La puerta se abre. Damien, guapo con camisa blanca y corbata azul. “Entra, mi amor”. Su voz cálida. Entro, tacones resonando. Huele a cena romántica. Velas. Vino. Comemos, reímos. Sus ojos en mis pechos, 90C apretados bajo el escote. Me sonrojo. Termina la cena. “Levántate, sorpresa”. Cierro los ojos. Sus brazos me rodean. Paquete. Lo abro: el videojuego que amo. “¡Gracias! Te amo”. Nuestros labios chocan. Besos suaves. Luego urgentes. Lenguas danzando. Manos en mi cintura. Baja a mis nalgas. Aprieta. Gimo bajito. Mi inocencia tiembla.

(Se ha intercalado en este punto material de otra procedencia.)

//! Per-run loop state and the outcome handed back to callers.

use serde::{Deserialize, Serialize};
use std::fmt;
use taskforge_core::message::Message;
use taskforge_core::tool::ToolStatus;

/// Window inspected by loop detection.
pub const REPEAT_WINDOW: usize = 3;

/// An action is a repeat once it appears this often inside the window.
pub const REPEAT_THRESHOLD: usize = 2;

/// One completed action and what came back.
#[derive(Debug, Clone, Serialize, Deserialize)]
pub struct HistoryEntry {
    /// Tool name the model asked for.
    pub action: String,

    /// Operation tag, when the tool could be resolved.
    pub operation: Option<String>,

    /// Arguments as compact JSON.
    pub arguments: String,

    pub observation: String,

    /// `None` when nothing was executed (repeat, unknown tool, bad arguments).
    pub status: Option<ToolStatus>,
}

impl HistoryEntry {
    /// `name(op)` for tagged actions, the bare name otherwise.
    pub fn label(&self) -> String {
        match &self.operation {
            Some(op) => format!("{}({op})", self.action),
            None => self.action.clone(),
        }
    }
}

/// Why a run ended.
#[derive(Debug, Clone, Copy, PartialEq, Eq, Serialize, Deserialize)]
#[serde(rename_all = "snake_case")]
pub enum StopReason {
    FinalAnswer,
    MaxIterations,
    TokenBudgetExceeded,
    BackendFailure,
    Cancelled,
}

impl StopReason {
    pub fn as_str(self) -> &'static str {
        match self {
            Self::FinalAnswer => "final_answer",
            Self::MaxIterations => "max_iterations",
            Self::TokenBudgetExceeded => "token_budget_exceeded",
            Self::BackendFailure => "backend_failure",
            Self::Cancelled => "cancelled",
        }
    }
}

impl fmt::Display for StopReason {
    fn fmt(&self, f: &mut fmt::Formatter<'_>) -> fmt::Result {
        f.write_str(self.as_str())
    }
}

/// Mutable state owned by a single `run`.
#[derive(Debug, Clone)]
pub struct LoopState {
    pub iteration: u32,
    pub max_iterations: u32,
    pub tokens_used: u64,
    pub token_budget: u64,
    pub history: Vec<HistoryEntry>,

    /// Set after an unparseable reply; cleared once the next prompt carries it.
    pub format_reminder: Option<String>,
}

impl LoopState {
    pub fn new(max_iterations: u32, token_budget: u64) -> Self {
        Self {
            iteration: 0,
            max_iterations,
            tokens_used: 0,
            token_budget,
            history: Vec::new(),
            format_reminder: None,
        }
    }

    /// Start the next iteration. `false` once the limit is reached.
    pub fn advance(&mut self) -> bool {
        if self.iteration >= self.max_iterations {
            return false;
        }
        self.iteration += 1;
        true
    }

    pub fn add_tokens(&mut self, tokens: u64) {
        self.tokens_used = self.tokens_used.saturating_add(tokens);
    }

    pub fn budget_exceeded(&self) -> bool {
        self.tokens_used > self.token_budget
    }

    pub fn budget_message(&self) -> String {
        format!(
            "Stopped: token budget exhausted (used {} of {} tokens)",
            self.tokens_used, self.token_budget
        )
    }

    pub fn record(&mut self, entry: HistoryEntry) {
        self.history.push(entry);
    }

    /// True when the same tool with the same arguments already fills the
    /// repeat threshold of the recent window.
    pub fn is_repeating(&self, action: &str, arguments: &str) -> bool {
        self.history
            .iter()
            .rev()
            .take(REPEAT_WINDOW)
            .filter(|entry| entry.action == action && entry.arguments == arguments)
            .count()
            >= REPEAT_THRESHOLD
    }

    /// The most recent `n` entries, oldest first.
    pub fn recent(&self, n: usize) -> &[HistoryEntry] {
        let start = self.history.len().saturating_sub(n);
        &self.history[start..]
    }

    /// Labels of the actions that actually reached a tool.
    pub fn action_labels(&self) -> Vec<String> {
        self.history
            .iter()
            .filter(|entry| entry.status.is_some())
            .map(HistoryEntry::label)
            .collect()
    }
}

/// Everything a finished run reports.
#[derive(Debug, Clone)]
pub struct RunOutcome {
    pub answer: String,
    pub stop_reason: StopReason,
    pub iterations: u32,
    pub tokens_used: u64,

    /// `tool(op)` labels in execution order.
    pub actions: Vec<String>,

    pub transcript: Vec<Message>,
}

impl RunOutcome {
    pub fn is_success(&self) -> bool {
        self.stop_reason == StopReason::FinalAnswer
    }
}

#[cfg(test)]
mod tests {
    use super::*;

    fn entry(action: &str) -> HistoryEntry {
        HistoryEntry {
            action: action.into(),
            operation: None,
            arguments: "{}".into(),
            observation: "ok".into(),
            status: Some(ToolStatus::Success),
        }
    }

    #[test]
    fn advance_stops_at_limit() {
        let mut state = LoopState::new(2, 100);
        assert!(state.advance());
        assert!(state.advance());
        assert!(!state.advance());
        assert_eq!(state.iteration, 2);
    }

    #[test]
    fn budget_is_exceeded_only_past_the_limit() {
        let mut state = LoopState::new(5, 100);
        state.add_tokens(100);
        assert!(!state.budget_exceeded());
        state.add_tokens(1);
        assert!(state.budget_exceeded());
        assert!(state.budget_message().contains("used 101 of 100"));
    }

    #[test]
    fn repeat_needs_two_hits_in_last_three() {
        let mut state = LoopState::new(10, 1000);
        state.record(entry("file"));
        assert!(!state.is_repeating("file", "{}"));

        state.record(entry("shell"));
        state.record(entry("file"));
        assert!(state.is_repeating("file", "{}"));
        assert!(!state.is_repeating("shell", "{}"));

        // The first "file" falls out of the window.
        state.record(entry("shell"));
        assert!(!state.is_repeating("file", "{}"));
        assert!(state.is_repeating("shell", "{}"));
    }

    #[test]
    fn same_tool_with_new_arguments_is_not_a_repeat() {
        let mut state = LoopState::new(10, 1000);
        let mut read_a = entry("file");
        read_a.arguments = r#"{"operation":"read","path":"a"}"#.into();
        let mut read_b = entry("file");
        read_b.arguments = r#"{"operation":"read","path":"b"}"#.into();
        state.record(read_a);
        state.record(read_b);

        assert!(!state.is_repeating("file", r#"{"operation":"write","path":"c"}"#));
        assert!(!state.is_repeating("file", r#"{"operation":"read","path":"a"}"#));
    }

    #[test]
    fn labels_include_operation() {
        let mut tagged = entry("file");
        tagged.operation = Some("read".into());
        assert_eq!(tagged.label(), "file(read)");
        assert_eq!(entry("shell").label(), "shell");
    }

    #[test]
    fn stop_reason_strings() {
        assert_eq!(StopReason::TokenBudgetExceeded.to_string(), "token_budget_exceeded");
        assert_eq!(
            serde_json::to_string(&StopReason::FinalAnswer).unwrap(),
            "\"final_answer\""
        );
    }
}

La aproximación: Temblor ante la puerta
Hana toma iniciativa. O yo. Deslizo el vestido. Quedo en lencería negra: encaje, tanga húmeda. Él jadea. Desato su corbata. Botones de camisa. Su torso velludo, barriguita suave. Me pego. Pechos contra él. Duro. Sus manos en mi espalda. Desabrocha sujetador. Cae. Boca en mi cuello. Besos húmedos. Chupa mi pezón izquierdo. Lengua girando. Mano en el derecho, amasando. Respiro agitado. Toco su polla por encima del pantalón. Dura como piedra. Desabrocho. Bajo todo. Su verga erecta, venosa. Me muerdo el labio. La tomo en boca. Saliva chorreando. Lengua en el glande. Subo y bajo. Él gime: “¡Oh, amor!”.
“A la cama”. Lo sigo. Me tumba. Besos por todo el cuerpo. Se detiene en tetas. Mordisquea pezones. Baja al vientre. Quita tanga empapada. Boca en mi coño. Lengua en clítoris. Dedos dentro, curvados en punto G. Gimo fuerte. “¡Hum… sí!”. Caderas se arquean. Piernas lo aprietan. Orgasmo explota. Temblores. Cyprine chorrea.
El instante: Piel contra piel, fuego desatado
Se pone condón. Glande en mis labios vaginales, hinchados, abiertos. ¿Lista? Asiento. Entra lento. Estrecho. Duele un poco. Placer inmenso. “Hum”, gimo. Mueve caderas. Ritmo crece. “¡Sigue, cariño! ¡Es tan bueno!”. Me pone a cuatro patas. Levrette. Golpes profundos. Gridos. Cambio a Andrómaca. Yo arriba. Cabalgo. Sus manos en mis tetas. Sudor. Respiros jadeantes. Clímax juntos. Mi coño aprieta su polla. Él eyacula dentro del condón. Caigo sobre su pecho. Besos. “Te amo”. Dormimos entrelazados.
Despierto nueva. Inocencia rota. Horizonte abierto. Cada toque grabado: nervios torpes, pieles chocando, fluidos mezclados. Aquella noche, en su dormitorio, nacimos como amantes. Nunca más solos. Pasión eterna.